Land experts say that at least 10 million hectares have been given out in concessions. Sometimes the same land has been assigned to different investors by different ministries. In Matutuine district, south of Maputo, a South African firm and an American developer claim the same chunk of land for a eucalyptus plantation and a luxury safari-cum-casino development.
And a lot of this land has peasants living and farming on it, just like Pedro.
To protect peasants, many at the conference argued that the State should recognise effective occupancy and grant rural communities rights to their land, including the right to negotiate with outsiders.
This entails a recognition of customary land tenure and customary law. It also means the government would not be able to grant concessions without community approval.
Frelimo stalwarts argued hotly that only the State can grant land tenure rights, and that, given Mozambique’s real need for investment and development, big business should have precedence over smallholders.
Critics point out that it was peasant farmers, working with hoes, who brought in last month’s impressive harvest of 934,000 tons of maize, enough to cover Mozambique’s maize needs. Peasant also grow 60 percent of the country’s main agricultural exports of cashew, cotton and copra.
However, in an impassioned speech, former Minister of Agriculture and Frelimo MP, Joao Ferreira, said he was “alarmed by the vanishing of the State in this land law, in the name of three million of so-called rural communities, who are given too large a space and too much autonomy.”
He suggested peasant farmers should be taxed on the land they use. Otherwise, he said, “we are giving out 20 million hectares of land to poor peasants without asking anything from them, not even to pay for the piece of paper where their title deed appears, and they would have the right to negotiate with the private sector!”
The draft law, to be submitted to the National Assembly for approval later this year, grapples with the legacy of 15-years of Marxist policies, an agricultural sector ravaged by civil war, and the new free market environment.
The law needs to balance the interests of peasant farmers, foreign investors, indigenous businesses and international donors — a tall order, by any count.
NGOs, political parties, church leaders, researchers, lawyers, aid workers and donors attended the conference.
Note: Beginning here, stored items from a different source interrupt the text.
use std::collections::HashSet;
use std::rc::Rc;

/// Deduplicating string store.
///
/// Interning an equal string returns a handle to the existing
/// allocation. Handles are reference counted, so they remain valid
/// independent of the pool growing; the backing storage never moves.
///
/// A pool is created per rule at build time (literal rule text) and a
/// scratch copy is made per evaluation (strings produced by coercion,
/// `cat` and `substr`), so concurrent evaluations of one rule never
/// share mutable state.
#[derive(Debug, Clone, Default)]
pub(crate) struct StringPool {
    strings: HashSet<Rc<str>>,
}

impl StringPool {
    pub fn new() -> Self {
        Self::default()
    }

    pub fn intern(&mut self, s: &str) -> Rc<str> {
        match self.strings.get(s) {
            Some(existing) => existing.clone(),
            None => {
                let interned: Rc<str> = Rc::from(s);
                self.strings.insert(interned.clone());
                interned
            }
        }
    }

    pub fn intern_owned(&mut self, s: String) -> Rc<str> {
        match self.strings.get(s.as_str()) {
            Some(existing) => existing.clone(),
            None => {
                let interned: Rc<str> = Rc::from(s);
                self.strings.insert(interned.clone());
                interned
            }
        }
    }
}
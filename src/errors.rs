use thiserror::Error as ThisError;

/// Errors produced while building or evaluating a rule.
///
/// Errors travel wrapped in [`anyhow::Error`]; use
/// [`anyhow::Error::downcast_ref`] to recover the variant.
#[derive(Debug, Clone, PartialEq, Eq, ThisError)]
pub enum Error {
    /// An operator could not coerce its operands.
    #[error("type error: {0}")]
    Type(String),

    /// An accessor could not resolve a variable name.
    ///
    /// Raised only by accessors. `var` catches it to substitute its
    /// default operand; `missing`/`missing_some` catch it to record
    /// the name as missing. It never escapes from those operators.
    #[error("cannot resolve variable: {0}")]
    VariableResolution(String),

    /// Signed and unsigned integer operands could not be reconciled
    /// in either width.
    #[error("range error: {0}")]
    Range(String),

    /// The rule uses a construct the engine does not support, or an
    /// accessor was asked for something it cannot provide.
    #[error("unsupported: {0}")]
    Unsupported(String),

    /// The rule is structurally invalid.
    #[error("malformed rule: {0}")]
    Malformed(String),
}

/// Returns true if `err` is a variable-resolution error raised by an
/// accessor.
pub(crate) fn is_variable_resolution(err: &anyhow::Error) -> bool {
    matches!(
        err.downcast_ref::<Error>(),
        Some(Error::VariableResolution(_))
    )
}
So did the President of Agricultural Cooperatives in Boane district, where Pedro lives. One conspicuous absence was the main opposition party, Renamo.
Donors, who finance 80 percent of Mozambique’s budget, circulated a statement saying that “local communities should have rights to their land, should be party to negotiations and sign concessions, should have the right to determine and demand payment of rent or some other form of compensation, and should have equal protection under the law in conflict resolution.”
Food security for the majority of Mozambique’s 17 million people — 80 percent of whom are peasants — and transparency in land allocation are the main concerns of donors. The U.S. pushes for private ownership of land to attract investment, while the World Bank and the European Union see agricultural production by smallholders as key to Mozambique’s future.
Even if the draft land law incorporates all the suggestions made, it could get stuck or watered down at the National Assembly, where Frelimo has a majority.
On the other hand, there were signs at the conference that the ruling party may be split on the issue of rural communities’ rights and customary law.
Back in Umpala, Samuel Pedro speaks longingly of the fertile land by the river where he and his wife used to grow peanuts, cassava, beans, sweet potatoes and pumpkins. When asked about his feelings about the land law, he says simply that “the state should protect the poor instead of helping the rich.”